#### What the exercise asks:
Determine how many lines below include the string "crates". Reply with the number only.

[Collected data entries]
☆ ☆ ☆ ☆ ☆ ☆ ☆

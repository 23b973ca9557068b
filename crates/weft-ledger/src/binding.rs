//! Schedule bindings.
//!
//! A binding is what a hardened ledger dispatches: it receives the
//! acquired [`JobData`] and the combined dependency, schedules its work,
//! and returns the work's handle. Bindings are supplied explicitly when the
//! ledger is built and validated once against the declared requirements
//! when the ledger hardens.

use std::sync::Arc;

use weft_jobs::{JobContext, JobError, JobHandle, JobScheduler};

use crate::error::{LedgerError, LedgerResult};
use crate::job_data::JobData;
use crate::usage::RequirementKey;

pub trait ScheduleBinding: Send {
    fn name(&self) -> &str;

    /// Requirements the binding reads from [`JobData`]. Hardening fails if
    /// any of them was not declared.
    fn expects(&self) -> Vec<RequirementKey> {
        Vec::new()
    }

    /// Schedule the work behind `depends_on` and return its handle.
    fn schedule(&mut self, data: JobData, depends_on: &JobHandle, scheduler: &JobScheduler)
        -> LedgerResult<JobHandle>;
}

/// Check that every requirement `binding` expects was declared.
pub(crate) fn validate(
    ledger: &str,
    binding: &dyn ScheduleBinding,
    declared: &[RequirementKey],
) -> LedgerResult<()> {
    for expected in binding.expects() {
        if !declared.contains(&expected) {
            return Err(LedgerError::Binding {
                ledger: ledger.to_string(),
                binding: binding.name().to_string(),
                reason: format!("expects {expected}, which is not required"),
            });
        }
    }
    Ok(())
}

type EntryFn = Box<dyn FnMut(JobData, &JobHandle, &JobScheduler) -> LedgerResult<JobHandle> + Send>;

/// A binding around an arbitrary scheduling closure.
///
/// The closure owns the whole dispatch: it may schedule several jobs and
/// must return a handle covering all of them.
pub struct EntryPoint {
    name: String,
    expects: Vec<RequirementKey>,
    entry: EntryFn,
}

impl EntryPoint {
    pub fn new<F>(name: impl Into<String>, entry: F) -> Self
    where
        F: FnMut(JobData, &JobHandle, &JobScheduler) -> LedgerResult<JobHandle> + Send + 'static,
    {
        Self {
            name: name.into(),
            expects: Vec::new(),
            entry: Box::new(entry),
        }
    }

    /// Declare a requirement the closure reads.
    pub fn expecting(mut self, key: RequirementKey) -> Self {
        self.expects.push(key);
        self
    }
}

impl ScheduleBinding for EntryPoint {
    fn name(&self) -> &str {
        &self.name
    }

    fn expects(&self) -> Vec<RequirementKey> {
        self.expects.clone()
    }

    fn schedule(&mut self, data: JobData, depends_on: &JobHandle, scheduler: &JobScheduler) -> LedgerResult<JobHandle> {
        (self.entry)(data, depends_on, scheduler)
    }
}

type SingleFn = Arc<dyn Fn(&JobData, &JobContext<'_>) -> Result<(), JobError> + Send + Sync>;

/// A binding that runs one job per execution.
pub struct SingleJob {
    name: String,
    expects: Vec<RequirementKey>,
    job: SingleFn,
}

impl SingleJob {
    pub fn new<F>(name: impl Into<String>, job: F) -> Self
    where
        F: Fn(&JobData, &JobContext<'_>) -> Result<(), JobError> + Send + Sync + 'static,
    {
        Self {
            name: name.into(),
            expects: Vec::new(),
            job: Arc::new(job),
        }
    }

    pub fn expecting(mut self, key: RequirementKey) -> Self {
        self.expects.push(key);
        self
    }
}

impl ScheduleBinding for SingleJob {
    fn name(&self) -> &str {
        &self.name
    }

    fn expects(&self) -> Vec<RequirementKey> {
        self.expects.clone()
    }

    fn schedule(&mut self, data: JobData, depends_on: &JobHandle, scheduler: &JobScheduler) -> LedgerResult<JobHandle> {
        let job = Arc::clone(&self.job);
        Ok(scheduler.schedule(&self.name, depends_on, move |ctx| job(&data, ctx)))
    }
}
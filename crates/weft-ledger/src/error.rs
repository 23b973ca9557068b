use thiserror::Error;
use weft_access::AccessError;
use weft_jobs::JobError;
use weft_stream::StreamError;

use crate::usage::Usage;

/// Errors produced by requirement ledgers.
///
/// Every variant except the wrapped lower-level errors is a configuration
/// mistake detectable from the call sequence alone.
#[derive(Debug, Error, Clone, PartialEq, Eq)]
pub enum LedgerError {
    #[error("ledger `{ledger}` already requires {resource} for {usage}")]
    DuplicateRequirement {
        ledger: String,
        resource: String,
        usage: Usage,
    },

    #[error("ledger `{ledger}`: {usage} on {resource} conflicts with existing {existing}")]
    ConflictingUsage {
        ledger: String,
        resource: String,
        usage: Usage,
        existing: Usage,
    },

    #[error("ledger `{ledger}` is already hardened")]
    AlreadyHardened { ledger: String },

    #[error("ledger `{ledger}` must be hardened before it executes")]
    NotHardened { ledger: String },

    #[error("ledger `{ledger}` does not require {resource} for {usage}")]
    MissingRequirement {
        ledger: String,
        resource: String,
        usage: Usage,
    },

    #[error("ledger `{ledger}`: {usage} is not valid for {resource}")]
    InvalidUsage {
        ledger: String,
        resource: String,
        usage: Usage,
    },

    #[error("ledger `{ledger}`: binding `{binding}` rejected: {reason}")]
    Binding {
        ledger: String,
        binding: String,
        reason: String,
    },

    #[error("stream error: {0}")]
    Stream(#[from] StreamError),

    #[error("access error: {0}")]
    Access(#[from] AccessError),

    #[error("job error: {0}")]
    Job(#[from] JobError),
}

impl LedgerError {
    /// Convert into a job failure so it travels along dependency handles.
    pub fn into_job_error(self, job: &str) -> JobError {
        match self {
            LedgerError::Job(err) | LedgerError::Stream(StreamError::Job(err)) => err,
            other => JobError::failed(job, other.to_string()),
        }
    }
}

pub type LedgerResult<T> = Result<T, LedgerError>;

☆ ☆ ☆ ☆ ☆ ☆ ☆

#### Task answer:
2